As a former member of the board of Washington development corporation, I welcome my right hon. Friend's remarks this afternoon. Can my right hon. Friend tell the House whether the potential inward investment promotional rate of which he has been talking in respect of Washington, Peterlee and Aycliffe will apply also to other new town corporations, such as Telford, which adjoins my constituency, when they reach their winding-up dates?

No firm date has been set for the winding up of Telford development corporation, save that it will be towards the end of this decade. If there are promotional activities to be carried on after that, it will be for the business and local authority interests in the area to decide how best to carry that forward. It has always been recognised that the new town development corporations would have a limited life. It is to make sure that the essential functions of promotion are carried on that I have extended the life of these three in the north-east.

Is the Secretary of State aware that I am one person on the Labour Benches who gives only a cool welcome to the extension?
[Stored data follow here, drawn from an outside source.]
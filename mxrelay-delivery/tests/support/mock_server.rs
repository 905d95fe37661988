//! Scriptable SMTP server for exercising the SMTP transport.
//!
//! Every connection gets the same configured replies, and every command the
//! server sees is recorded.
//!
//! ```rust,no_run
//! let server = MockSmtpServer::builder()
//!     .with_rcpt_to_response(550, "User unknown")
//!     .build()
//!     .await?;
//! ```
#![allow(dead_code)]

use std::{net::SocketAddr, sync::Arc, time::Duration};

use tokio::{
    io::{AsyncBufReadExt, AsyncWriteExt, BufReader},
    net::{TcpListener, TcpStream},
    sync::RwLock,
    task::JoinHandle,
    time::timeout,
};

#[derive(Debug, Clone, PartialEq, Eq)]
pub enum SmtpCommand {
    Ehlo(String),
    Helo(String),
    MailFrom(String),
    RcptTo(String),
    Data,
    /// Everything between DATA and the terminating dot, line endings included.
    MessageContent(String),
    StartTls,
    Auth(String),
    Quit,
    Other(String),
}

#[derive(Debug, Clone)]
struct Reply {
    code: u16,
    message: String,
}

impl Reply {
    fn new(code: u16, message: impl Into<String>) -> Self {
        Self {
            code,
            message: message.into(),
        }
    }

    fn to_bytes(&self) -> Vec<u8> {
        format!("{} {}\r\n", self.code, self.message).into_bytes()
    }
}

#[derive(Debug, Clone)]
struct Config {
    greeting: Reply,
    ehlo_code: u16,
    capabilities: Vec<String>,
    mail_from: Reply,
    rcpt_to: Reply,
    data: Reply,
    data_end: Reply,
    starttls: Reply,
    auth: Reply,
    quit: Reply,
    response_delay: Option<Duration>,
}

impl Default for Config {
    fn default() -> Self {
        Self {
            greeting: Reply::new(220, "mock.test ESMTP"),
            ehlo_code: 250,
            capabilities: vec!["mock.test".to_string(), "SIZE 10000".to_string()],
            mail_from: Reply::new(250, "OK"),
            rcpt_to: Reply::new(250, "OK"),
            data: Reply::new(354, "End data with <CR><LF>.<CR><LF>"),
            data_end: Reply::new(250, "2.0.0 Ok: queued"),
            starttls: Reply::new(454, "TLS not available"),
            auth: Reply::new(235, "2.7.0 Authentication successful"),
            quit: Reply::new(221, "Bye"),
            response_delay: None,
        }
    }
}

impl Config {
    fn ehlo_bytes(&self) -> Vec<u8> {
        let last = self.capabilities.len().saturating_sub(1);
        self.capabilities
            .iter()
            .enumerate()
            .map(|(i, capability)| {
                let separator = if i == last { ' ' } else { '-' };
                format!("{}{separator}{capability}\r\n", self.ehlo_code)
            })
            .collect::<String>()
            .into_bytes()
    }
}

pub struct MockSmtpServer {
    addr: SocketAddr,
    commands: Arc<RwLock<Vec<SmtpCommand>>>,
    connections: Arc<RwLock<usize>>,
    handle: JoinHandle<()>,
}

impl MockSmtpServer {
    #[must_use]
    pub fn builder() -> MockSmtpServerBuilder {
        MockSmtpServerBuilder {
            config: Config::default(),
        }
    }

    #[must_use]
    pub const fn addr(&self) -> SocketAddr {
        self.addr
    }

    #[must_use]
    pub const fn port(&self) -> u16 {
        self.addr.port()
    }

    pub async fn commands(&self) -> Vec<SmtpCommand> {
        self.commands.read().await.clone()
    }

    pub async fn connections(&self) -> usize {
        *self.connections.read().await
    }

    pub fn shutdown(&self) {
        self.handle.abort();
    }

    async fn handle_client(
        stream: TcpStream,
        config: Arc<Config>,
        commands: Arc<RwLock<Vec<SmtpCommand>>>,
    ) -> std::io::Result<()> {
        let (reader, mut writer) = stream.into_split();
        let mut reader = BufReader::new(reader);
        let mut line = String::new();

        writer.write_all(&config.greeting.to_bytes()).await?;

        loop {
            line.clear();
            let Ok(read) = timeout(Duration::from_secs(10), reader.read_line(&mut line)).await
            else {
                return Ok(());
            };
            if read? == 0 {
                return Ok(());
            }

            let command_line = line.trim_end();
            let (verb, argument) = command_line
                .split_once(' ')
                .unwrap_or((command_line, ""));

            let (command, reply) = match verb.to_ascii_uppercase().as_str() {
                "EHLO" => (SmtpCommand::Ehlo(argument.to_string()), config.ehlo_bytes()),
                "HELO" => (
                    SmtpCommand::Helo(argument.to_string()),
                    Reply::new(250, "Hello").to_bytes(),
                ),
                "MAIL" => (
                    SmtpCommand::MailFrom(argument.to_string()),
                    config.mail_from.to_bytes(),
                ),
                "RCPT" => (
                    SmtpCommand::RcptTo(argument.to_string()),
                    config.rcpt_to.to_bytes(),
                ),
                "DATA" => (SmtpCommand::Data, config.data.to_bytes()),
                "STARTTLS" => (SmtpCommand::StartTls, config.starttls.to_bytes()),
                "AUTH" => (
                    SmtpCommand::Auth(argument.to_string()),
                    config.auth.to_bytes(),
                ),
                "QUIT" => {
                    commands.write().await.push(SmtpCommand::Quit);
                    writer.write_all(&config.quit.to_bytes()).await?;
                    return Ok(());
                }
                _ => (
                    SmtpCommand::Other(command_line.to_string()),
                    Reply::new(500, "Unknown command").to_bytes(),
                ),
            };

            let is_data = command == SmtpCommand::Data && config.data.code == 354;
            commands.write().await.push(command);

            if let Some(delay) = config.response_delay {
                tokio::time::sleep(delay).await;
            }
            writer.write_all(&reply).await?;

            if is_data {
                let mut content = String::new();
                loop {
                    line.clear();
                    if reader.read_line(&mut line).await? == 0 {
                        return Ok(());
                    }
                    if line == ".\r\n" || line == ".\n" {
                        break;
                    }
                    content.push_str(&line);
                }
                commands
                    .write()
                    .await
                    .push(SmtpCommand::MessageContent(content));
                writer.write_all(&config.data_end.to_bytes()).await?;
            }
        }
    }
}

impl Drop for MockSmtpServer {
    fn drop(&mut self) {
        self.handle.abort();
    }
}

pub struct MockSmtpServerBuilder {
    config: Config,
}

impl MockSmtpServerBuilder {
    #[must_use]
    pub fn with_greeting(mut self, code: u16, message: impl Into<String>) -> Self {
        self.config.greeting = Reply::new(code, message);
        self
    }

    #[must_use]
    pub fn with_ehlo_response(mut self, code: u16, capabilities: Vec<&str>) -> Self {
        self.config.ehlo_code = code;
        self.config.capabilities = capabilities.into_iter().map(str::to_string).collect();
        self
    }

    #[must_use]
    pub fn with_mail_from_response(mut self, code: u16, message: impl Into<String>) -> Self {
        self.config.mail_from = Reply::new(code, message);
        self
    }

    #[must_use]
    pub fn with_rcpt_to_response(mut self, code: u16, message: impl Into<String>) -> Self {
        self.config.rcpt_to = Reply::new(code, message);
        self
    }

    #[must_use]
    pub fn with_data_end_response(mut self, code: u16, message: impl Into<String>) -> Self {
        self.config.data_end = Reply::new(code, message);
        self
    }

    #[must_use]
    pub fn with_starttls_response(mut self, code: u16, message: impl Into<String>) -> Self {
        self.config.starttls = Reply::new(code, message);
        self
    }

    #[must_use]
    pub fn with_auth_response(mut self, code: u16, message: impl Into<String>) -> Self {
        self.config.auth = Reply::new(code, message);
        self
    }

    #[must_use]
    pub const fn with_response_delay(mut self, delay: Duration) -> Self {
        self.config.response_delay = Some(delay);
        self
    }

    /// Binds to an ephemeral port on 127.0.0.1 and starts serving.
    ///
    /// # Errors
    ///
    /// Returns an error if the listener can't be bound.
    pub async fn build(self) -> std::io::Result<MockSmtpServer> {
        let listener = TcpListener::bind("127.0.0.1:0").await?;
        let addr = listener.local_addr()?;

        let config = Arc::new(self.config);
        let commands = Arc::new(RwLock::new(Vec::new()));
        let connections = Arc::new(RwLock::new(0));

        let handle = {
            let commands = Arc::clone(&commands);
            let connections = Arc::clone(&connections);
            tokio::spawn(async move {
                while let Ok((stream, _)) = listener.accept().await {
                    *connections.write().await += 1;
                    let config = Arc::clone(&config);
                    let commands = Arc::clone(&commands);
                    tokio::spawn(async move {
                        let _ = MockSmtpServer::handle_client(stream, config, commands).await;
                    });
                }
            })
        };

        Ok(MockSmtpServer {
            addr,
            commands,
            connections,
            handle,
        })
    }
}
Having regard to the National Coal Board's statements on pit closures since the end of the miners' strike, is the right hon. Gentleman aware that, particularly in an area like mine, an extension of three years to Peterlee development corporation is simply inadequate? A minimum of five years is essential. Is he aware that he has cleverly put in blanket form the budgets for the three new towns? Is it not a fact—and will he come clean on this—that the budget for Peterlee development corporation is now less than half what it has been in the past? Will he say whether he is instructing Peterlee development corporation to reduce its staff?

It certainly would be appropriate that the staffing of the development corporations should match the resources that they have available. I can assure the hon. Gentleman that I recognise that it is the concern of Aycliffe and Peterlee that they should have a fair share of the expenditure cake in comparison with Washington. This will be discussed with the corporations in the usual annual review of the finances.

Not representing any constituents in north-east London, I am not qualified to speak for them, but I am qualified to speak for the people in the non h-east. Perhaps the Minister would get it right. Will he accept that, after considerable pressure on him by my hon.

Friends to make a decision, the decision that he has made is wrong and the period is not long enough? It would make more sense, if he believes in being converted to the real world, to say that what is required is that the budget should be made much bigger. Finally, I welcome the hon. Member for Darlington (Mr. Fallon) into the real world. He has now left market forces. Perhaps the Minister should leave them as well.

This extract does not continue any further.